Author David Wellington writes about humanity's first encounter with alien life in this sci-fi horror novel, 'The Last Astronaut.' (Image credit: Hachette Book Group)

Author David Wellington has written over 20 books, mainly in horror fiction. He has explored the worlds of vampires, zombies and monsters in his previous books but Wellington relied on consultations with real-life astronauts for his latest release in order to make the novel as accurate as possible. 

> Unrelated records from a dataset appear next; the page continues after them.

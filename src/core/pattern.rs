//! 文件名模式匹配
//!
//! 把分号分隔的正则表达式串编译成模式集合，对文件名做「任一命中」判断。

use crate::error::SyncError;
use regex::{Regex, RegexBuilder};

/// 已编译的模式集合
///
/// 所有模式均不区分大小写；匹配是子串语义，不会隐式锚定到整个文件名。
#[derive(Debug, Clone)]
pub struct PatternSet {
    patterns: Vec<Regex>,
}

impl PatternSet {
    /// 编译分号分隔的模式串
    ///
    /// 片段先做 trim，空片段直接丢弃；没有任何有效片段或任一片段编译失败都视为非法输入。
    pub fn compile(raw: &str) -> Result<Self, SyncError> {
        let mut patterns = Vec::new();

        for segment in raw.split(';') {
            let segment = segment.trim();
            if segment.is_empty() {
                continue;
            }

            let regex = RegexBuilder::new(segment)
                .case_insensitive(true)
                .build()
                .map_err(|source| SyncError::InvalidPattern {
                    pattern: segment.to_string(),
                    source,
                })?;

            patterns.push(regex);
        }

        if patterns.is_empty() {
            return Err(SyncError::EmptyPatterns(raw.to_string()));
        }

        Ok(Self { patterns })
    }

    /// 文件名是否命中任一模式
    pub fn matches(&self, file_name: &str) -> bool {
        self.patterns.iter().any(|p| p.is_match(file_name))
    }

    /// 模式数量
    pub fn len(&self) -> usize {
        self.patterns.len()
    }

    pub fn is_empty(&self) -> bool {
        self.patterns.is_empty()
    }
}
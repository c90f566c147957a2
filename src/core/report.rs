//! 结果统计
//!
//! 每个文件产出一个结局，由统计器在单把锁下汇总，并顺带发出对应的进度事件。

use crate::core::progress::{ProgressEvent, ProgressReporter};
use serde::{Deserialize, Serialize};
use std::fmt;
use std::sync::{Arc, Mutex};

/// 单文件同步结局
#[derive(Debug)]
pub enum OutcomeKind {
    Created,
    Updated,
    Skipped,
    /// 重试耗尽后的终态错误
    Failed(anyhow::Error),
}

/// 单文件结果
///
/// 由重试执行器产出一次，随即被统计器消费，不在别处保留。
#[derive(Debug)]
pub struct FileOutcome {
    /// 相对路径
    pub relative: String,
    /// 消耗的尝试次数（≥1）
    pub attempts: u32,
    pub kind: OutcomeKind,
}

/// 一次同步运行的最终汇总
#[derive(Debug, Clone, Serialize, Deserialize)]
#[serde(rename_all = "camelCase")]
pub struct SyncResult {
    pub dry_run: bool,
    /// 命中模式的文件总数
    pub total: usize,
    pub created: usize,
    pub updated: usize,
    pub skipped: usize,
    pub failed: usize,
    /// 所有文件的重试次数之和（每个文件计 attempts-1）
    pub retries: u32,
    /// 每个失败文件一条，格式 "相对路径: 错误信息"，无序
    pub errors: Vec<String>,
}

impl SyncResult {
    /// 是否全部成功（没有任何失败文件）
    pub fn is_success(&self) -> bool {
        self.failed == 0
    }
}

impl fmt::Display for SyncResult {
    fn fmt(&self, f: &mut fmt::Formatter<'_>) -> fmt::Result {
        if self.dry_run {
            write!(f, "[DRY RUN] ")?;
        }
        write!(
            f,
            "Sync completed: {} total, {} created, {} updated, {} skipped, {} failed",
            self.total, self.created, self.updated, self.skipped, self.failed
        )?;
        if self.retries > 0 {
            write!(f, ", {} retries", self.retries)?;
        }
        Ok(())
    }
}

/// 可变统计状态，整体由一把锁保护
#[derive(Debug, Default)]
struct Tally {
    processed: usize,
    created: usize,
    updated: usize,
    skipped: usize,
    failed: usize,
    retries: u32,
    errors: Vec<String>,
}

/// 线程安全的结果统计器
///
/// 生命周期只覆盖一次同步运行。record 在完成该文件的任务上调用，
/// 回调也在同一任务上同步执行。
pub struct Aggregator {
    dry_run: bool,
    total: usize,
    tally: Mutex<Tally>,
    reporter: Option<Arc<dyn ProgressReporter>>,
}

impl Aggregator {
    pub fn new(dry_run: bool, total: usize, reporter: Option<Arc<dyn ProgressReporter>>) -> Self {
        Self {
            dry_run,
            total,
            tally: Mutex::new(Tally::default()),
            reporter,
        }
    }

    fn prefix(&self) -> &'static str {
        if self.dry_run {
            "[DRY RUN] "
        } else {
            ""
        }
    }

    fn action_label(&self, kind: &OutcomeKind) -> &'static str {
        match (kind, self.dry_run) {
            (OutcomeKind::Created, false) => "Created",
            (OutcomeKind::Created, true) => "Would Create",
            (OutcomeKind::Updated, false) => "Updated",
            (OutcomeKind::Updated, true) => "Would Update",
            (OutcomeKind::Skipped, false) => "Skipped",
            (OutcomeKind::Skipped, true) => "Would Skip",
            (OutcomeKind::Failed(_), _) => "Failed",
        }
    }

    fn emit(&self, processed: usize, operation: String) {
        if let Some(reporter) = &self.reporter {
            reporter.report(&ProgressEvent::new(processed, self.total, operation));
        }
    }

    /// 发出起始进度（processed = 0）
    pub fn report_start(&self) {
        self.emit(0, format!("{}Starting", self.prefix()));
    }

    /// 发出结束进度（processed = total），必须在所有文件都记账之后调用
    pub fn report_finished(&self) {
        self.emit(self.total, format!("{}Completed", self.prefix()));
    }

    /// 记录一个文件结局并发出对应进度事件
    pub fn record(&self, outcome: FileOutcome) {
        let label = format!(
            "{}{}: {}",
            self.prefix(),
            self.action_label(&outcome.kind),
            outcome.relative
        );

        let processed = {
            let mut tally = self.tally.lock().unwrap();

            match &outcome.kind {
                OutcomeKind::Created => tally.created += 1,
                OutcomeKind::Updated => tally.updated += 1,
                OutcomeKind::Skipped => tally.skipped += 1,
                OutcomeKind::Failed(error) => {
                    tally.failed += 1;
                    tally.errors.push(format!("{}: {}", outcome.relative, error));
                }
            }

            if outcome.attempts > 1 {
                tally.retries += outcome.attempts - 1;
            }

            tally.processed += 1;
            tally.processed
        };

        self.emit(processed, label);
    }

    /// 生成最终结果快照
    pub fn result(&self) -> SyncResult {
        let tally = self.tally.lock().unwrap();
        SyncResult {
            dry_run: self.dry_run,
            total: self.total,
            created: tally.created,
            updated: tally.updated,
            skipped: tally.skipped,
            failed: tally.failed,
            retries: tally.retries,
            errors: tally.errors.clone(),
        }
    }
}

Wellington spoke to Space.com about his experience in exploring this unanswered question regarding alien life, and blending accuracy with fiction. 

Space.com: What first inspired the story behind the book?

David Wellington: The biggest inspiration was I1/'Oumuamua. Your readers are probably familiar with it — a rock from another star that passed through our solar system in 2017. For the very first time we saw an object that was undeniably alien. Naturally a lot of people thought it had to be an alien spaceship, and attempts were made to contact it via radio, but to no avail. It got me thinking — if an alien craft did enter the solar system, right now, would we be ready to respond? Would we even know how? I wanted to do a sort of realistic take at first contact with an alien intelligence that might not even recognize humanity as something like itself. 

Space.com: What made you want to transition into sci-fi horror?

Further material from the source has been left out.